The realities of some theories, whether they are true or false, are transparent to us. Their appearances coincide with their realities. They only give rise to true beliefs about themselves in our minds. They were all selected from the T-space. By contrast, the realities of other theories, whether they are true or false, are opaque to us. Their appearances may or may not coincide with their realities. They sometimes give rise to true beliefs and at other times false beliefs about themselves in our minds. They were all selected from the O-space.

The T-space is not the space of true theories, and the O-space is not the space of false theories. Some inhabitants of the T-space are false, while other inhabitants are true. Similarly, some inhabitants of the O-space are true, while other inhabitants are false. Questions arise. Why is it that some inhabitants of the T-space are false? Why are some theories selected from the T-space false? In addition, why is it that some inhabitants of the O-space are true? Why are some theories selected from the O-space false? My answer to these questions is that the appearance of a theory may diverge from its reality.
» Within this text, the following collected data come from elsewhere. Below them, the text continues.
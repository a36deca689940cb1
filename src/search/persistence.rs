// src/search/persistence.rs
//! Hand-off of debounced search terms to the search-log endpoint

use anyhow::Result;
use std::future::Future;
use tokio::sync::mpsc::UnboundedReceiver;
use tracing::{info, warn};

/// Destination for debounced search terms
pub trait SearchTermSink: Send + Sync + 'static {
    fn record(&self, term: &str) -> impl Future<Output = Result<()>> + Send;
}

/// Sink that only writes the term to the application log
#[derive(Debug, Clone, Copy, Default)]
pub struct LogOnlySink;

impl SearchTermSink for LogOnlySink {
    async fn record(&self, term: &str) -> Result<()> {
        info!(term, "Search term recorded");
        Ok(())
    }
}

/// Record one term. Blank terms are skipped and sink failures are logged,
/// never returned. Returns whether the sink accepted the term.
pub async fn record_search_term<S: SearchTermSink>(sink: &S, term: &str) -> bool {
    let term = term.trim();
    if term.is_empty() {
        return false;
    }

    match sink.record(term).await {
        Ok(()) => true,
        Err(e) => {
            warn!("Failed to record search term {:?}: {:#}", term, e);
            false
        }
    }
}

/// Drain debounced terms into `sink` until the channel closes.
/// Returns how many terms were recorded.
pub async fn forward_search_terms<S: SearchTermSink>(
    mut terms: UnboundedReceiver<String>,
    sink: &S,
) -> usize {
    let mut recorded = 0;
    while let Some(term) = terms.recv().await {
        if record_search_term(sink, &term).await {
            recorded += 1;
        }
    }
    recorded
}

#[cfg(test)]
mod tests {
    use super::*;
    use std::sync::Mutex;
    use tokio::sync::mpsc;

    #[derive(Default)]
    struct MemorySink {
        terms: Mutex<Vec<String>>,
    }

    impl SearchTermSink for MemorySink {
        async fn record(&self, term: &str) -> Result<()> {
            if term == "boom" {
                anyhow::bail!("search-log endpoint unavailable");
            }
            self.terms.lock().unwrap().push(term.to_string());
            Ok(())
        }
    }

    #[tokio::test]
    async fn test_forward_skips_blank_and_swallows_failures() {
        let (tx, rx) = mpsc::unbounded_channel();
        for term in ["rust", "   ", "boom", " tokio "] {
            tx.send(term.to_string()).unwrap();
        }
        drop(tx);

        let sink = MemorySink::default();
        let recorded = forward_search_terms(rx, &sink).await;

        assert_eq!(recorded, 2);
        assert_eq!(*sink.terms.lock().unwrap(), vec!["rust", "tokio"]);
    }

    #[tokio::test]
    async fn test_log_only_sink_accepts_terms() {
        assert!(record_search_term(&LogOnlySink, "engineer").await);
        assert!(!record_search_term(&LogOnlySink, "").await);
    }
}
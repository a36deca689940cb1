// src/cli.rs
use anyhow::{Context, Result};
use clap::{Args, Parser, Subcommand};
use std::path::PathBuf;
use tokio::io::{AsyncBufReadExt, BufReader};
use tokio::sync::mpsc;
use tracing::info;

use crate::core::{ConfigManager, FsOps, JobApiClient};
use crate::export::{render, OutputFormat};
use crate::search::{
    record_search_term, JobSearchPipeline, LogOnlySink, SearchDebouncer, SearchTermSink,
};
use crate::types::{DatePosted, FilterCriteria, JobPosting};

#[derive(Parser)]
#[command(name = "jobscout")]
#[command(about = "Merge, filter and rank job postings")]
pub struct Cli {
    #[command(subcommand)]
    pub command: Command,
}

#[derive(Subcommand)]
pub enum Command {
    /// Run one search over local job lists
    Search {
        #[command(flatten)]
        sources: LocalSources,
        #[command(flatten)]
        filters: FilterArgs,
        #[arg(long, value_enum, default_value = "table")]
        format: OutputFormat,
    },
    /// Run one search over the lists served by the job API
    Fetch {
        #[command(flatten)]
        filters: FilterArgs,
        #[arg(long, value_enum, default_value = "table")]
        format: OutputFormat,
    },
    /// Read search terms from stdin, debounce them and re-run the search
    Interactive {
        #[command(flatten)]
        sources: LocalSources,
        #[command(flatten)]
        filters: FilterArgs,
        /// Send debounced terms to the job API search log instead of only logging them
        #[arg(long)]
        record: bool,
    },
}

#[derive(Args)]
pub struct LocalSources {
    /// JSON list of postings recommended for the user
    #[arg(long)]
    pub recommended: Option<PathBuf>,
    /// JSON list of all postings
    #[arg(long = "all")]
    pub all: PathBuf,
}

impl LocalSources {
    pub async fn load(&self) -> Result<(Vec<JobPosting>, Vec<JobPosting>)> {
        let recommended = match &self.recommended {
            Some(path) => FsOps::load_postings(path)
                .await
                .context("Failed to load recommended postings")?,
            None => Vec::new(),
        };
        let general = FsOps::load_postings(&self.all)
            .await
            .context("Failed to load job postings")?;
        Ok((recommended, general))
    }
}

#[derive(Args, Default)]
pub struct FilterArgs {
    /// Saved criteria (.json or .toml); flags below override it
    #[arg(long)]
    pub criteria: Option<PathBuf>,
    #[arg(long)]
    pub search: Option<String>,
    #[arg(long)]
    pub job_type: Option<String>,
    #[arg(long)]
    pub experience_level: Option<String>,
    #[arg(long)]
    pub remote: Option<bool>,
    /// Accepted industry, repeatable
    #[arg(long)]
    pub industry: Vec<String>,
    #[arg(long)]
    pub location: Option<String>,
    /// 24h, week, month or any
    #[arg(long)]
    pub date_posted: Option<String>,
}

impl FilterArgs {
    /// Criteria file (if any) with the command-line flags layered on top
    pub async fn resolve(&self) -> Result<FilterCriteria> {
        let base = match &self.criteria {
            Some(path) => FsOps::load_criteria(path).await?,
            None => FilterCriteria::default(),
        };
        Ok(self.apply(base))
    }

    fn apply(&self, base: FilterCriteria) -> FilterCriteria {
        let overrides = FilterCriteria {
            search_term: self.search.clone(),
            job_type: self.job_type.clone(),
            experience_level: self.experience_level.clone(),
            remote: self.remote,
            industry: self.industry.iter().cloned().collect(),
            location: self.location.clone(),
            date_posted: self.date_posted.as_deref().and_then(DatePosted::parse),
        };

        let mut criteria = base.overlay(overrides);
        // an explicit "any" clears a bucket coming from the criteria file
        if matches!(&self.date_posted, Some(raw) if DatePosted::parse(raw).is_none()) {
            criteria.date_posted = None;
        }
        criteria
    }
}

pub async fn handle_command(cli: Cli, config: &ConfigManager) -> Result<()> {
    match cli.command {
        Command::Search {
            sources,
            filters,
            format,
        } => {
            let (recommended, general) = sources.load().await?;
            let criteria = filters.resolve().await?;

            let results =
                JobSearchPipeline.run(Some(&recommended[..]), Some(&general[..]), &criteria);
            println!("{}", render(&results, format)?);
        }

        Command::Fetch { filters, format } => {
            let criteria = filters.resolve().await?;
            let client = JobApiClient::new(&config.service)?;

            let (recommended, general) =
                tokio::try_join!(client.fetch_recommended(), client.fetch_all())
                    .context("Failed to fetch job lists")?;

            if let Some(term) = &criteria.search_term {
                record_search_term(&client, term).await;
            }

            let results =
                JobSearchPipeline.run(Some(&recommended[..]), Some(&general[..]), &criteria);
            println!("{}", render(&results, format)?);
        }

        Command::Interactive {
            sources,
            filters,
            record,
        } => {
            let (recommended, general) = sources.load().await?;
            let criteria = filters.resolve().await?;

            if record {
                let client = JobApiClient::new(&config.service)?;
                run_interactive(config, &recommended, &general, criteria, &client).await?;
            } else {
                run_interactive(config, &recommended, &general, criteria, &LogOnlySink).await?;
            }
        }
    }

    Ok(())
}

/// Each stdin line replaces the search term. Debounced terms go to `sink`
/// and trigger a fresh search. EOF flushes the last term; Ctrl-C drops it.
async fn run_interactive<S: SearchTermSink>(
    config: &ConfigManager,
    recommended: &[JobPosting],
    general: &[JobPosting],
    base: FilterCriteria,
    sink: &S,
) -> Result<()> {
    let (tx, mut terms) = mpsc::unbounded_channel::<String>();
    let mut debouncer = Some(SearchDebouncer::new(config.search.debounce_delay(), tx));
    let mut lines = BufReader::new(tokio::io::stdin()).lines();

    info!(
        "Interactive search started (debounce {:?})",
        config.search.debounce_delay()
    );

    loop {
        tokio::select! {
            line = lines.next_line(), if debouncer.is_some() => {
                match line.context("Failed to read search term from stdin")? {
                    Some(term) => {
                        if let Some(debouncer) = debouncer.as_mut() {
                            debouncer.push(term);
                        }
                    }
                    None => {
                        if let Some(debouncer) = debouncer.take() {
                            debouncer.finish();
                        }
                    }
                }
            }
            term = terms.recv() => {
                let Some(term) = term else { break };
                record_search_term(sink, &term).await;

                let criteria = FilterCriteria {
                    search_term: Some(term),
                    ..base.clone()
                };
                let results = JobSearchPipeline.run(Some(recommended), Some(general), &criteria);
                println!("{}", render(&results, OutputFormat::Table)?);
            }
            _ = tokio::signal::ctrl_c() => {
                info!("Interactive search interrupted");
                break;
            }
        }
    }

    Ok(())
}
We can divide scientific theories into a group of theories pulled out from the T-space and a group of theories pulled out from the O-space. To do so is not to divide them into a group of true theories and a group of false ones. It is rather to divide them into a group of theories whose appearances agree with their realities and a group of theories whose appearances may agree or disagree with their realities. As a consequence, to ask whether a theory is pulled out from the T-space or O-space is not to ask whether it is true or false but rather to ask whether we can infer its reality from its appearance. If it is from the T-space, we can infer its reality from its appearance. By contrast, if it is from the O-space, it is not clear whether we can.

The definitions of the T-space and the O-space just introduced are different from the old definitions of the T-space and the F-space in my (2020) previous article. I previously defined the T-space and the F-space as follows:

The T-space is inhabited by the unconceived scientific theories that are commonly fated to lead us to true beliefs about themselves (Park 2020, 63).

By contrast, the F-space is inhabited by the unconceived scientific theories that are commonly fated to lead us to false beliefs about themselves (Park 2020, 63).

These old definitions fail to fully capture what I had in mind in the previous article. I hereby replace them with the new definitions. The new definitions fully capture what I had in mind in the previous article. Moreover, everything I said in my previous article regarding the argument from double spaces and its applications against several philosophical positions makes better sense with the new definitions than with the old definitions.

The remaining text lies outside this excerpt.